585 BC- An early recorded Solar Eclipse. It struck blind people who dared to look at it, and it scared away the armies of King Cyaxerxes of Media and King Alyattes of Lydia who were about to fight a battle. Not wishing to anger the Gods any further, they immediately made peace.

20AD- Tiberius’ general Drusus celebrated a triumph over the Pannonians (Hungary).

1358- THE JACQUERIE- In the Middle Ages the oppression of the peasantry coupled with the Black Death and the Hundred Years’ War reached their breaking point. Major peasant revolts began to break out all over Europe. In Italy they’re called the Ciompi, in England, Wat the Tyner’s revolt, and outbreak today in France was called the JACQUERIE (after "poor Jacques" or peasant). The outraged peasants burned manor homes and castles and massacred nobility without any real plan. To English and French knights class meant more than national feuds, so they took time out from their Hundred Years’ War to join together to chop up their uppity peasants.

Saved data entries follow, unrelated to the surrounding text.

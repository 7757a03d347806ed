//! The conversational backend interface the agent loop drives.
//!
//! This trait lives in the runtime crate (not in `crates/llm`) because it is
//! defined by the consumer (the agent loop), not the provider.
//! Implementations live in `crates/llm`; all per-backend shaping (system
//! message hoisting, tool formats, argument decoding) stays inside each
//! adapter so the loop never branches on provider identity.

use async_trait::async_trait;
use serde::{Deserialize, Serialize};

use crate::config::SamplingOptions;
use crate::message::Message;
use crate::tool::{ToolCall, ToolDescriptor};

/// One complete provider response.
#[derive(Debug, Clone)]
pub struct ProviderTurn {
    /// Assistant text; an empty string, never absent, on tool-call-only turns.
    pub text: String,
    /// Requested tool calls with decoded arguments, in provider order.
    pub tool_calls: Vec<ToolCall>,
    pub stop_reason: StopReason,
    pub usage: TokenUsage,
}

#[derive(Debug, Clone, Copy, PartialEq, Eq, Serialize, Deserialize)]
pub enum StopReason {
    /// Normal end of response
    EndTurn,
    /// Model wants to use tools
    ToolUse,
    /// Hit max tokens limit
    MaxTokens,
    /// Stopped by stop sequence
    StopSequence,
}

#[derive(Debug, Clone, Copy, Default, PartialEq, Eq, Serialize, Deserialize)]
pub struct TokenUsage {
    pub input_tokens: u64,
    pub output_tokens: u64,
}

impl TokenUsage {
    pub fn add(&mut self, other: TokenUsage) {
        self.input_tokens += other.input_tokens;
        self.output_tokens += other.output_tokens;
    }
}

/// A conversational backend normalized to one request/response shape.
#[async_trait]
pub trait Provider: Send + Sync {
    /// Send the full conversation and tool descriptors, get one turn back.
    /// Must not mutate the caller's message sequence.
    async fn converse(
        &self,
        messages: &[Message],
        tools: &[ToolDescriptor],
        sampling: &SamplingOptions,
    ) -> Result<ProviderTurn, ProviderError>;

    /// Provider name for logging/debugging (e.g., "anthropic", "openai")
    fn name(&self) -> &str;
}

/// Provider failures, classified so the loop can apply different recovery.
#[derive(Debug, thiserror::Error)]
pub enum ProviderError {
    /// Network-level failure or elapsed per-call timeout.
    #[error("transport error: {0}")]
    Transport(String),
    #[error("rate limited: retry after {retry_after_secs}s")]
    RateLimited { retry_after_secs: u64 },
    #[error("API error: {status} — {message}")]
    Api { status: u16, message: String },
    #[error("authentication failed")]
    Auth,
    /// The backend answered but the response (or a tool call's arguments)
    /// could not be decoded.
    #[error("undecodable response: {0}")]
    Decode(String),
}

impl ProviderError {
    /// Whether a single retry with backoff is worth attempting.
    pub fn is_transient(&self) -> bool {
        matches!(
            self,
            ProviderError::Transport(_) | ProviderError::RateLimited { .. }
        )
    }
}

/// Mock provider for testing the agent loop without real API calls.
#[cfg(any(test, feature = "test-utils"))]
pub mod mock {
    use super::*;
    use std::collections::VecDeque;
    use std::sync::Mutex;

    /// Returns pre-queued turns (or errors) in FIFO order and records how
    /// many messages each request carried, so tests can assert that no
    /// message is duplicated across retries.
    pub struct MockProvider {
        responses: Mutex<VecDeque<Result<ProviderTurn, ProviderError>>>,
        request_sizes: Mutex<Vec<usize>>,
    }

    impl MockProvider {
        pub fn new() -> Self {
            Self {
                responses: Mutex::new(VecDeque::new()),
                request_sizes: Mutex::new(Vec::new()),
            }
        }

        pub fn queue_turn(&self, turn: ProviderTurn) {
            self.responses.lock().unwrap().push_back(Ok(turn));
        }

        pub fn queue_text(&self, text: &str) {
            self.queue_turn(ProviderTurn {
                text: text.to_string(),
                tool_calls: vec![],
                stop_reason: StopReason::EndTurn,
                usage: TokenUsage::default(),
            });
        }

        pub fn queue_tool_call(&self, id: &str, name: &str, arguments: serde_json::Value) {
            self.queue_turn(ProviderTurn {
                text: String::new(),
                tool_calls: vec![ToolCall {
                    id: id.to_string(),
                    name: name.to_string(),
                    arguments,
                }],
                stop_reason: StopReason::ToolUse,
                usage: TokenUsage::default(),
            });
        }

        pub fn queue_error(&self, error: ProviderError) {
            self.responses.lock().unwrap().push_back(Err(error));
        }

        /// Number of converse calls served so far.
        pub fn calls(&self) -> usize {
            self.request_sizes.lock().unwrap().len()
        }

        /// Message count of each request, in call order.
        pub fn request_sizes(&self) -> Vec<usize> {
            self.request_sizes.lock().unwrap().clone()
        }
    }

    impl Default for MockProvider {
        fn default() -> Self {
            Self::new()
        }
    }

    #[async_trait]
    impl Provider for MockProvider {
        async fn converse(
            &self,
            messages: &[Message],
            _tools: &[ToolDescriptor],
            _sampling: &SamplingOptions,
        ) -> Result<ProviderTurn, ProviderError> {
            self.request_sizes.lock().unwrap().push(messages.len());
            self.responses
                .lock()
                .unwrap()
                .pop_front()
                .unwrap_or_else(|| {
                    Ok(ProviderTurn {
                        text: String::new(),
                        tool_calls: vec![],
                        stop_reason: StopReason::EndTurn,
                        usage: TokenUsage::default(),
                    })
                })
        }

        fn name(&self) -> &str {
            "mock"
        }
    }
}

1453- The night before his final assault on Constantinople, Turkish Sultan Mehmed II, addressed his troops:" I give you the capitol of the ancient Romans, the greatest city in the world! I give you her women and children, her silks and jewels. All I ask is that you leave me her buildings and monuments. I want the city for myself!" Then battalions of belly dancers danced for the men, but no sex was permitted until the battle ended.

1494- The official "birth" of Scotch - though it probably had been around much earlier, on this date, the Scottish Exchequer recorded a purchase of malt by a friar to make "aqua vitae", the first written reference to spirits in Scotland. Scottish King James IV particularly liked the stuff. Called in Gaelic “Uisge beatha”, this got corrupted by English speakers into “Whisky”

1742 - 1st public indoor swimming pool opens at Goodman's Fields, London.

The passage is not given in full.